■ **Exercise**
What you return must match the material exactly, with every line present.

· · · · ·

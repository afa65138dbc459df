pub mod accumulator;
pub mod report;
pub mod seats;

pub use accumulator::{accumulate, classify, ExposureTotals, Side, SideTotals};
pub use report::{assemble, ExposureReport, ModelTag};
pub use seats::{ExposureBand, SeatExposureModel, SeatLayout, SeatPosition, SeatResult, SeatSpec};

· · · · ·

■ **Solution to this task**
repository afa65138dbc459df
pub mod accumulator;
pub mod report;
pub mod seats;

pub use accumulator::{accumulate, classify, ExposureTotals, Side, SideTotals};
pub use report::{assemble, ExposureReport, ModelTag};
pub use seats::{ExposureBand, SeatExposureModel, SeatLayout, SeatPosition, SeatResult, SeatSpec};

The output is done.